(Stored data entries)
%%

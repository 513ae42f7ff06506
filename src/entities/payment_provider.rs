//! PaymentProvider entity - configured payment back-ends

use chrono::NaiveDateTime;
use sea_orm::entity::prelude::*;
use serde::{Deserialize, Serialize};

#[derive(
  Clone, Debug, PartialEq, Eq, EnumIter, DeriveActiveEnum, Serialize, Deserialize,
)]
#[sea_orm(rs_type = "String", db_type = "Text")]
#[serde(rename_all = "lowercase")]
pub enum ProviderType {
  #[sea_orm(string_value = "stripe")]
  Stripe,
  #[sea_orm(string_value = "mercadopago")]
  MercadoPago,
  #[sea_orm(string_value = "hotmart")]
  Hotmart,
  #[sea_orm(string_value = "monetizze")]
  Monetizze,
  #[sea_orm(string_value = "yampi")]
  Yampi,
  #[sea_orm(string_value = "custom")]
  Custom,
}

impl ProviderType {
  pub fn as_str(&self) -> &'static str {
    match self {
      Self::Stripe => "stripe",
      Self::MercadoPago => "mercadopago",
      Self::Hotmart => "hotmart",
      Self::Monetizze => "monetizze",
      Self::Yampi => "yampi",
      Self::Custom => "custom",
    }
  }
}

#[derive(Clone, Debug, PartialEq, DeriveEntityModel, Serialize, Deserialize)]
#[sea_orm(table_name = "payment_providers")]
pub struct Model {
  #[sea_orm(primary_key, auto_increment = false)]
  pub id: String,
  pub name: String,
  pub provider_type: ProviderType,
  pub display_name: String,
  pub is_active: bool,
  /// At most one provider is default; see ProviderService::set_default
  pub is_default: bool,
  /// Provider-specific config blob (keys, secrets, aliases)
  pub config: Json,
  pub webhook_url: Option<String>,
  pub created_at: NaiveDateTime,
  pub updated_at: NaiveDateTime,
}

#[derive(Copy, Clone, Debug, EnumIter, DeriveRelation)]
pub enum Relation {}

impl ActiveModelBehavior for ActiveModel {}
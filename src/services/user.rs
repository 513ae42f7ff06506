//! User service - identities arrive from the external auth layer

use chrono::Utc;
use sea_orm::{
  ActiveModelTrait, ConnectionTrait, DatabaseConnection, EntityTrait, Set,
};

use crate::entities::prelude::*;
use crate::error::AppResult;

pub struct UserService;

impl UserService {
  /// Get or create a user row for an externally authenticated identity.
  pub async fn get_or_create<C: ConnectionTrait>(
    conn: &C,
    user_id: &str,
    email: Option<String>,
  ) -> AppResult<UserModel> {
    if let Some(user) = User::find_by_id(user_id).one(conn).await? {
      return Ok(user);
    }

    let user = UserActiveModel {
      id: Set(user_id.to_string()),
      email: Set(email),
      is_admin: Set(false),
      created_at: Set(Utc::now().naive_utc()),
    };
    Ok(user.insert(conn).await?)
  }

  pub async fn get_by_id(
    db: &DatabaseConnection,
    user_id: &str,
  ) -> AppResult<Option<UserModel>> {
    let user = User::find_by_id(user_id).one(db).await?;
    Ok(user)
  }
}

%%
%%

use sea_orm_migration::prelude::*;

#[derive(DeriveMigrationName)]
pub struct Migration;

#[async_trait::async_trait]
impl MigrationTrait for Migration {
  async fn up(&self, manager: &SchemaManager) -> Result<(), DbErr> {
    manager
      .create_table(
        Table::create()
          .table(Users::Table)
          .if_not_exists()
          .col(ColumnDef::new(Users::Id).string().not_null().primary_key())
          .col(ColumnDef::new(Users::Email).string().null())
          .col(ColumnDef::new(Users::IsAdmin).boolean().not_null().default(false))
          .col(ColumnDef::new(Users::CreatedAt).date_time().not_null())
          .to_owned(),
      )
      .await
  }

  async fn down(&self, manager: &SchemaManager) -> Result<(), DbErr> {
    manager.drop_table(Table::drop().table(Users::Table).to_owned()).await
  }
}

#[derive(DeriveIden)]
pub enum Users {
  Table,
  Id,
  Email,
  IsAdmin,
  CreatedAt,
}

%%
%%

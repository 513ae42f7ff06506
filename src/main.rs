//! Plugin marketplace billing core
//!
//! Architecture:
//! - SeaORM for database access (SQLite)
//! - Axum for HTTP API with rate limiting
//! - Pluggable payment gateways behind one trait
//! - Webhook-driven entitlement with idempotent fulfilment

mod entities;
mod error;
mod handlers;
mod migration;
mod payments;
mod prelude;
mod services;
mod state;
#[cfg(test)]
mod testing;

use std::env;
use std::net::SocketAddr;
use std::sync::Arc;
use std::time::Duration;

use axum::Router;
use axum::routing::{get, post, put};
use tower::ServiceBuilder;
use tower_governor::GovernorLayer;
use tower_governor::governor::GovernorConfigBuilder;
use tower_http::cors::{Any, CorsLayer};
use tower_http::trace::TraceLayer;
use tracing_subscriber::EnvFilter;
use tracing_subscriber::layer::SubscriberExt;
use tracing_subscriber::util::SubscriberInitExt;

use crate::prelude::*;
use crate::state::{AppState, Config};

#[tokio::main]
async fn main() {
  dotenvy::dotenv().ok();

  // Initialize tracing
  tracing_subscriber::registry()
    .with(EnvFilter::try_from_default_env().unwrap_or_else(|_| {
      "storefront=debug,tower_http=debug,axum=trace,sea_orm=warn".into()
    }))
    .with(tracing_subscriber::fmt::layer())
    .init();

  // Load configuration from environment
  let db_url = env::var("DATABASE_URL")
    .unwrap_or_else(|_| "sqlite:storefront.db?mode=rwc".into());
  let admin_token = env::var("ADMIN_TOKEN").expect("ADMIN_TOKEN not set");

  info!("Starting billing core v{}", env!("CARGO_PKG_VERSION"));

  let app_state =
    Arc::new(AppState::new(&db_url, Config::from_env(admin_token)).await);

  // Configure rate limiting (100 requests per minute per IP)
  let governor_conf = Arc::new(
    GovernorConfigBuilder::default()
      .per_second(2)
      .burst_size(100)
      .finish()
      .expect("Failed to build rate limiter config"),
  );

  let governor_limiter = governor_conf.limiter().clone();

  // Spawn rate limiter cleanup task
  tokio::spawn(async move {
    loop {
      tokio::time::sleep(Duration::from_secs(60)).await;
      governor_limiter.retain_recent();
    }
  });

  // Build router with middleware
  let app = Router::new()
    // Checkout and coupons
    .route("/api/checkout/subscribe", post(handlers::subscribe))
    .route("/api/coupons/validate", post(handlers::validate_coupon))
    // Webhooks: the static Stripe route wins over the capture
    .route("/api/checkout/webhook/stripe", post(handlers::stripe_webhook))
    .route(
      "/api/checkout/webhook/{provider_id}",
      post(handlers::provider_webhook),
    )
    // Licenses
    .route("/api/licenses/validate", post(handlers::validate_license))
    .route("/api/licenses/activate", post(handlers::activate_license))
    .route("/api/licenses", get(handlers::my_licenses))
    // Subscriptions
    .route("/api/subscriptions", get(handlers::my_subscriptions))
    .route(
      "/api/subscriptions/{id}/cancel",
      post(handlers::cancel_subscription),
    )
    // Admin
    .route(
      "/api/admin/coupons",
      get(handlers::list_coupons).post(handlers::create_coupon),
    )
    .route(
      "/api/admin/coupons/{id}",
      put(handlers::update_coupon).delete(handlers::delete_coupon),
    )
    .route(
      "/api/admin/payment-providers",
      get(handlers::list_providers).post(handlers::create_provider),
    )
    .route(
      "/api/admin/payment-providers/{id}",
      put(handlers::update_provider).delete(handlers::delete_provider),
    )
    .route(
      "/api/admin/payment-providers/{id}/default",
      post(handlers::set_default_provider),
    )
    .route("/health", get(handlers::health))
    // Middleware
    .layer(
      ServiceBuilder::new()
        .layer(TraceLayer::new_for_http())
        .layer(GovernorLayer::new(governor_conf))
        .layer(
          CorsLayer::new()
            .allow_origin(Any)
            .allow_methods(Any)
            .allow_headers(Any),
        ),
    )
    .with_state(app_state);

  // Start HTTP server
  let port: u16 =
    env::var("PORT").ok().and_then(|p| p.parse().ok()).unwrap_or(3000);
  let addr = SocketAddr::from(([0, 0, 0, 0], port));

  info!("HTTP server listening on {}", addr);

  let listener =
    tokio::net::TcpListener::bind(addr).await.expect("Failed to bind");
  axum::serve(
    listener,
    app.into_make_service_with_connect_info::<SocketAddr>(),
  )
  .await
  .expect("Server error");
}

%%

→ **What needs to be done**: Copy out every line of the data that includes "tokio".

→ **Task solution**:
#[tokio::main]
  tokio::spawn(async move {
      tokio::time::sleep(Duration::from_secs(60)).await;
    tokio::net::TcpListener::bind(addr).await.expect("Failed to bind");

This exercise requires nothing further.